Wednesday, May 21, 2008
For the love of humanity...!
I love getting People excited about the mission.
And most of all, I love helping People align themselves in order that they make their maximum contribution to humanity by self actualizing themselves through their work.
Humans have a need for productive contribution to society. This is a beautiful thing and all People should be making use of their greatest talents, skills, preferences and interests for the advancement of their own abilities and to contribute and thereby make the enterprise and society better.
This I have come to realize is perhaps one of the greatest contributions a leader can make...
To help People see the forest and the trees, to help see the vision of a better world and self...
Wednesday, May 14, 2008
The Art of Recruiting
Like the championship game, you need: a strong gameplan, everyone involved to play their position well, to execute on the basic fundamentals and most importantly - the human creativity to adapt your selection process to seize the moment, to create special moments or the right experience for your candidate.
We're fortunate to be on a winning streak with 5 key leadership recruits being closed within 6 weeks.
Here's how we're doing it:
2) Process - use the TopGrading methodology and appropriate assessment tools.

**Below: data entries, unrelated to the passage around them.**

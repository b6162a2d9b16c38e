use async_trait::async_trait;
use bookshelf_db::{parse_object_id, StoreError};
use futures_util::TryStreamExt;
use mongodb::bson::{doc, oid::ObjectId, Document};
use mongodb::options::FindOptions;
use mongodb::{Collection, Database};
use serde::{Deserialize, Serialize};

use super::BookStore;
use crate::modules::books::models::{Book, BookFilter, NewBook, Page};

/// On-disk shape of a book.
#[derive(Debug, Clone, Serialize, Deserialize)]
#[serde(rename_all = "camelCase")]
struct BookDocument {
    #[serde(rename = "_id")]
    id: ObjectId,
    title: String,
    author: String,
    #[serde(default, skip_serializing_if = "Option::is_none")]
    genre: Option<String>,
    #[serde(default, skip_serializing_if = "Option::is_none")]
    publication_year: Option<i32>,
    #[serde(default, skip_serializing_if = "Option::is_none")]
    image_url: Option<String>,
    #[serde(default, skip_serializing_if = "Option::is_none")]
    isbn: Option<String>,
    #[serde(default, skip_serializing_if = "Option::is_none")]
    description: Option<String>,
}

impl From<BookDocument> for Book {
    fn from(document: BookDocument) -> Self {
        Book {
            id: document.id.to_hex(),
            title: document.title,
            author: document.author,
            genre: document.genre,
            publication_year: document.publication_year,
            image_url: document.image_url,
            isbn: document.isbn,
            description: document.description,
        }
    }
}

impl BookDocument {
    fn from_book(book: &Book) -> Result<Self, StoreError> {
        Ok(Self {
            id: parse_object_id(&book.id)?,
            title: book.title.clone(),
            author: book.author.clone(),
            genre: book.genre.clone(),
            publication_year: book.publication_year,
            image_url: book.image_url.clone(),
            isbn: book.isbn.clone(),
            description: book.description.clone(),
        })
    }
}

fn filter_document(filter: &BookFilter) -> Document {
    let mut document = Document::new();
    if let Some(genre) = &filter.genre {
        document.insert("genre", genre.as_str());
    }
    if let Some(author) = &filter.author {
        document.insert("author", author.as_str());
    }
    if let Some(year) = filter.publication_year {
        document.insert("publicationYear", year);
    }
    document
}

fn find_options(page: Page) -> FindOptions {
    let mut options = FindOptions::default();
    options.skip = Some(page.skip);
    options.limit = page
        .limit
        .map(|limit| i64::try_from(limit).unwrap_or(i64::MAX));
    options
}

/// [`BookStore`] backed by a MongoDB collection.
#[derive(Clone)]
pub struct MongoBookStore {
    collection: Collection<BookDocument>,
}

impl MongoBookStore {
    pub fn new(database: &Database, collection: &str) -> Self {
        Self {
            collection: database.collection(collection),
        }
    }
}

#[async_trait]
impl BookStore for MongoBookStore {
    async fn insert(&self, book: NewBook) -> Result<Book, StoreError> {
        let document = BookDocument {
            id: ObjectId::new(),
            title: book.title,
            author: book.author,
            genre: book.genre,
            publication_year: book.publication_year,
            image_url: Some(book.image_url),
            isbn: book.isbn,
            description: book.description,
        };
        self.collection.insert_one(&document).await?;
        Ok(document.into())
    }

    async fn find(&self, filter: &BookFilter, page: Page) -> Result<Vec<Book>, StoreError> {
        let cursor = self
            .collection
            .find(filter_document(filter))
            .with_options(find_options(page))
            .await?;
        let documents: Vec<BookDocument> = cursor.try_collect().await?;
        Ok(documents.into_iter().map(Book::from).collect())
    }

    async fn find_by_id(&self, id: &str) -> Result<Option<Book>, StoreError> {
        let id = parse_object_id(id)?;
        let document = self.collection.find_one(doc! { "_id": id }).await?;
        Ok(document.map(Book::from))
    }

    async fn save(&self, book: &Book) -> Result<(), StoreError> {
        let document = BookDocument::from_book(book)?;
        let result = self
            .collection
            .replace_one(doc! { "_id": document.id }, &document)
            .await?;
        if result.matched_count == 0 {
            return Err(StoreError::DocumentNotFound(book.id.clone()));
        }
        Ok(())
    }

    async fn delete_by_id(&self, id: &str) -> Result<Option<Book>, StoreError> {
        let id = parse_object_id(id)?;
        let document = self
            .collection
            .find_one_and_delete(doc! { "_id": id })
            .await?;
        Ok(document.map(Book::from))
    }
}

#[cfg(test)]
mod tests {
    use super::*;
    use mongodb::bson::{self, Bson};

    #[test]
    fn filter_includes_only_supplied_fields() {
        assert!(filter_document(&BookFilter::default()).is_empty());

        let filter = BookFilter {
            genre: Some("Fantasy".to_string()),
            author: Some("Tolkien".to_string()),
            publication_year: Some(1954),
        };
        assert_eq!(
            filter_document(&filter),
            doc! { "genre": "Fantasy", "author": "Tolkien", "publicationYear": 1954 }
        );
    }

    #[test]
    fn find_options_translate_page_window() {
        let options = find_options(Page {
            skip: 20,
            limit: Some(10),
        });
        assert_eq!(options.skip, Some(20));
        assert_eq!(options.limit, Some(10));

        let options = find_options(Page {
            skip: 0,
            limit: None,
        });
        assert_eq!(options.limit, None);
    }

    #[test]
    fn documents_store_id_as_object_id_and_skip_empty_fields() {
        let book = Book {
            id: ObjectId::new().to_hex(),
            title: "Dune".to_string(),
            author: "Herbert".to_string(),
            genre: None,
            publication_year: Some(1965),
            image_url: None,
            isbn: None,
            description: None,
        };
        let document = bson::to_document(&BookDocument::from_book(&book).unwrap()).unwrap();
        assert!(matches!(document.get("_id"), Some(Bson::ObjectId(_))));
        assert_eq!(document.get_i32("publicationYear").unwrap(), 1965);
        assert!(!document.contains_key("genre"));

        let round_trip: BookDocument = bson::from_document(document).unwrap();
        assert_eq!(Book::from(round_trip), book);
    }

    #[test]
    fn malformed_ids_cannot_be_saved() {
        let book = Book {
            id: "123".to_string(),
            title: "Dune".to_string(),
            author: "Herbert".to_string(),
            genre: None,
            publication_year: None,
            image_url: None,
            isbn: None,
            description: None,
        };
        let err = BookDocument::from_book(&book).unwrap_err();
        assert_eq!(err.name(), "CastError");
    }
}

3) Product - Remember it's not about your needs, rather about THEIR needs. They are making a purchasing decision of an employment product for which they will pay with their their livelihoods. They need a full understanding of that employment product. Craft an interview lineup so that every meeting and interviewer has a specific message and purpose aside from assessing the candidate. We meet and prep every interviewer so they understand their mission going into each interview.
4) Service - Check in with your candidate after every interview day. Ask them if they have any thoughts, ideas, questions or concerns about the Company, the job, the People they've met. Get a pulse on their interview experience. Think of your candidates as customers.
5) Customer Experience - the candidates experience is a result of a creative production intended to give the candidate the right experience. Adapt your process to achieve more than just information transfer about the Company and job and rather to achieve the right interview experience for your candidate replete with a magic moment or two.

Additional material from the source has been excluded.